[Provided material — start]

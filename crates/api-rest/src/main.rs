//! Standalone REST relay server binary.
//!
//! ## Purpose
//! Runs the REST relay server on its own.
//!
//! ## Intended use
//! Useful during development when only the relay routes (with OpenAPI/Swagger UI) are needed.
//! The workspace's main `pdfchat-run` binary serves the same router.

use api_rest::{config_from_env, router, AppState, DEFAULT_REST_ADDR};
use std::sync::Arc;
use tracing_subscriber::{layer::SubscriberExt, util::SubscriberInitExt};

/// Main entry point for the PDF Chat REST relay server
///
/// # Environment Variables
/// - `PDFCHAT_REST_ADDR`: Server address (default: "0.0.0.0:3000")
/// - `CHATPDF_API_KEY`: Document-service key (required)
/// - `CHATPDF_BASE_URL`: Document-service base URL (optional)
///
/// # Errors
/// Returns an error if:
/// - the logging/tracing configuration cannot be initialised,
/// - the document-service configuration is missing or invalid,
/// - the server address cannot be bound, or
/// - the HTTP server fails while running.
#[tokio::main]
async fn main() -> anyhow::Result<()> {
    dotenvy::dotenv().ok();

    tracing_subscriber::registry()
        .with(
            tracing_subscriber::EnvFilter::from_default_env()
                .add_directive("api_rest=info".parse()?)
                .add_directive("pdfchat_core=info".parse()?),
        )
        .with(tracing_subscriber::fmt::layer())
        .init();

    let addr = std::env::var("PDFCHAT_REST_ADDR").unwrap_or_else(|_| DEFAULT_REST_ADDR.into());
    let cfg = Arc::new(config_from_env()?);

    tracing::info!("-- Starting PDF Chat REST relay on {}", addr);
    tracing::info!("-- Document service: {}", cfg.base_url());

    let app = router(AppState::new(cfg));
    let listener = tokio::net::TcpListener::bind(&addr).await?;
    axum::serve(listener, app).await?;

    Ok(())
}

[Provided material — finish]
[Provided material — start]

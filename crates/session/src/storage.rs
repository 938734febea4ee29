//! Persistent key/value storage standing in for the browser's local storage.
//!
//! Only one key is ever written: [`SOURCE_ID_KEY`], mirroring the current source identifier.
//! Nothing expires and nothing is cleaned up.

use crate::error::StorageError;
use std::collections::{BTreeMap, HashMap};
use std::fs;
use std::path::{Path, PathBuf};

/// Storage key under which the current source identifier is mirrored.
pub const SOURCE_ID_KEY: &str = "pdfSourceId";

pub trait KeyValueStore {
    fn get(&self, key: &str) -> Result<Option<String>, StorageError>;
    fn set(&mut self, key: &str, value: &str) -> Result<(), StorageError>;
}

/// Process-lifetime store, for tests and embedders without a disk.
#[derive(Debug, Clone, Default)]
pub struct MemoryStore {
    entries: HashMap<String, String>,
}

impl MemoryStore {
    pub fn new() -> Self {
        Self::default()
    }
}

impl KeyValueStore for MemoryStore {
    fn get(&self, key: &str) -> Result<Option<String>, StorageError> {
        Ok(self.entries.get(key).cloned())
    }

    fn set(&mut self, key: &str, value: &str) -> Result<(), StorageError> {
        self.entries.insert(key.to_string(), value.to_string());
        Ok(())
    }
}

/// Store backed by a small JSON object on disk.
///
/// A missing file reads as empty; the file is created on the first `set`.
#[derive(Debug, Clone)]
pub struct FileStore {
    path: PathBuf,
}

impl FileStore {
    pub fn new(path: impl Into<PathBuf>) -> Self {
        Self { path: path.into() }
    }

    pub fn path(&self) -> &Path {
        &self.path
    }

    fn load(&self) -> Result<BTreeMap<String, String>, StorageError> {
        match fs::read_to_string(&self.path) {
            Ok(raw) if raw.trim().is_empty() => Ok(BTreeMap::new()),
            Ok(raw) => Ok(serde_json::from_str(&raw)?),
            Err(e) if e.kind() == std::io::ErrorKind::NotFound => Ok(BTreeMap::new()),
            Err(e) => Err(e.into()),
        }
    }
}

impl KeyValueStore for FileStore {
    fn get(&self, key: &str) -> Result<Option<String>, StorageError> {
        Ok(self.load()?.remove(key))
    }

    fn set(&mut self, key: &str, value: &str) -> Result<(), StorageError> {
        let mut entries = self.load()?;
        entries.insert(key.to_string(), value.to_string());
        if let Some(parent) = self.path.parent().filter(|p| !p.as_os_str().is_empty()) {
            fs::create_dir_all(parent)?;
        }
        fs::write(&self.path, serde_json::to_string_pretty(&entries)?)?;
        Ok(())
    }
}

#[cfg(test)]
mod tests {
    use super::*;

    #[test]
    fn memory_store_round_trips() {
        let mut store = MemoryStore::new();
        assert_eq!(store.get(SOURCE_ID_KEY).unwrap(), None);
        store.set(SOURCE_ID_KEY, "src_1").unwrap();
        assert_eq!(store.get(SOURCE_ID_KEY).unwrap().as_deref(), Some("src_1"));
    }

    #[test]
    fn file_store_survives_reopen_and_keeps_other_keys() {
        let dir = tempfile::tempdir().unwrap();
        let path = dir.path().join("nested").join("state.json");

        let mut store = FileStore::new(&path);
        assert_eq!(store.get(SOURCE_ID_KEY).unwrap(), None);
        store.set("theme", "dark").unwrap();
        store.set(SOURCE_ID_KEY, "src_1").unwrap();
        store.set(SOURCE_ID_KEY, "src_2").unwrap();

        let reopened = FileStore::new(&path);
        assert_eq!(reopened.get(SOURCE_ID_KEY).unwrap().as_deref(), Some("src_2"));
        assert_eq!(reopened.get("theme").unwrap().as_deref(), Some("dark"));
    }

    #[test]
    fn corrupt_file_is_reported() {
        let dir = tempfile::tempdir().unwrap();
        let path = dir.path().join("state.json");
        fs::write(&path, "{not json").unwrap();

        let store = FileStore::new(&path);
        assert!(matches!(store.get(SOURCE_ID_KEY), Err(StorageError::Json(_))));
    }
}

[Provided material — finish]
[Provided material — start]

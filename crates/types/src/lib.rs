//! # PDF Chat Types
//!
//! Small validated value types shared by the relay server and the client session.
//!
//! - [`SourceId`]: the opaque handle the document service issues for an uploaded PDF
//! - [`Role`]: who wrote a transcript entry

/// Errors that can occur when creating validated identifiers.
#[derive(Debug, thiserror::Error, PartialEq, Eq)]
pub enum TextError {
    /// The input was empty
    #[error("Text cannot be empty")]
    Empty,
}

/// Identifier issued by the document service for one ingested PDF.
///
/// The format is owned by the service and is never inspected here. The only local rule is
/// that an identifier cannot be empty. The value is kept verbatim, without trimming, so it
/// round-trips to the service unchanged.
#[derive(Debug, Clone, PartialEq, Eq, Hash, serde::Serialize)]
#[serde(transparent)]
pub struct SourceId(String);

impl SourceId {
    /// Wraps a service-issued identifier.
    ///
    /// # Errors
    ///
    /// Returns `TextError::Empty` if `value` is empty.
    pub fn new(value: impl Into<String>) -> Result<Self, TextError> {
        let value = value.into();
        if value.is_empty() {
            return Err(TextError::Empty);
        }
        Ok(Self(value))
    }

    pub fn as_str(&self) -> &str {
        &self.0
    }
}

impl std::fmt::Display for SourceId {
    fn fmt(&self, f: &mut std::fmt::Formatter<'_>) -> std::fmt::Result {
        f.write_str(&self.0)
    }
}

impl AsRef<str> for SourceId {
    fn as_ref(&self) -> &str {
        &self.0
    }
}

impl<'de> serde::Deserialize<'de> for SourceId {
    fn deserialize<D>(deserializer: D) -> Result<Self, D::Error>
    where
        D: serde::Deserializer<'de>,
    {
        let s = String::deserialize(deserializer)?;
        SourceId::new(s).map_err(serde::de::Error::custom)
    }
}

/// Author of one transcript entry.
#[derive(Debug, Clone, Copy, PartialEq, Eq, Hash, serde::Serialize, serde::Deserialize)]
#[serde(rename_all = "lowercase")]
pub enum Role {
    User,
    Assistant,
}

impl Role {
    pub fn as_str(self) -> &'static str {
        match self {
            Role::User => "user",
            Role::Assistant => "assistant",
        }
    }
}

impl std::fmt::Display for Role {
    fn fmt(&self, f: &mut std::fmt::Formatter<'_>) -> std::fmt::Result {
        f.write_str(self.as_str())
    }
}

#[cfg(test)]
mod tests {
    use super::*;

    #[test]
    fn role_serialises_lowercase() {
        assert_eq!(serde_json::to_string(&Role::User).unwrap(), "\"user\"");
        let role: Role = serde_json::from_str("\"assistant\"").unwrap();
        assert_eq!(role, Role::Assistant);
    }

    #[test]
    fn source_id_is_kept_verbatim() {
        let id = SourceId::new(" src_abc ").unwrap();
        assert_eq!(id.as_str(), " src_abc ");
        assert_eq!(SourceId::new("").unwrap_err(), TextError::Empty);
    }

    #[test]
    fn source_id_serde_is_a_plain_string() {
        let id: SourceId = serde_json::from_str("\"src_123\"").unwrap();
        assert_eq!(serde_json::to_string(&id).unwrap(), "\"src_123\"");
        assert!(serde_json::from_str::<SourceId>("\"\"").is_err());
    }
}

[Provided material — finish]

Throughout the listing, how many lines contain the string "listener"? Give the number on its own.

2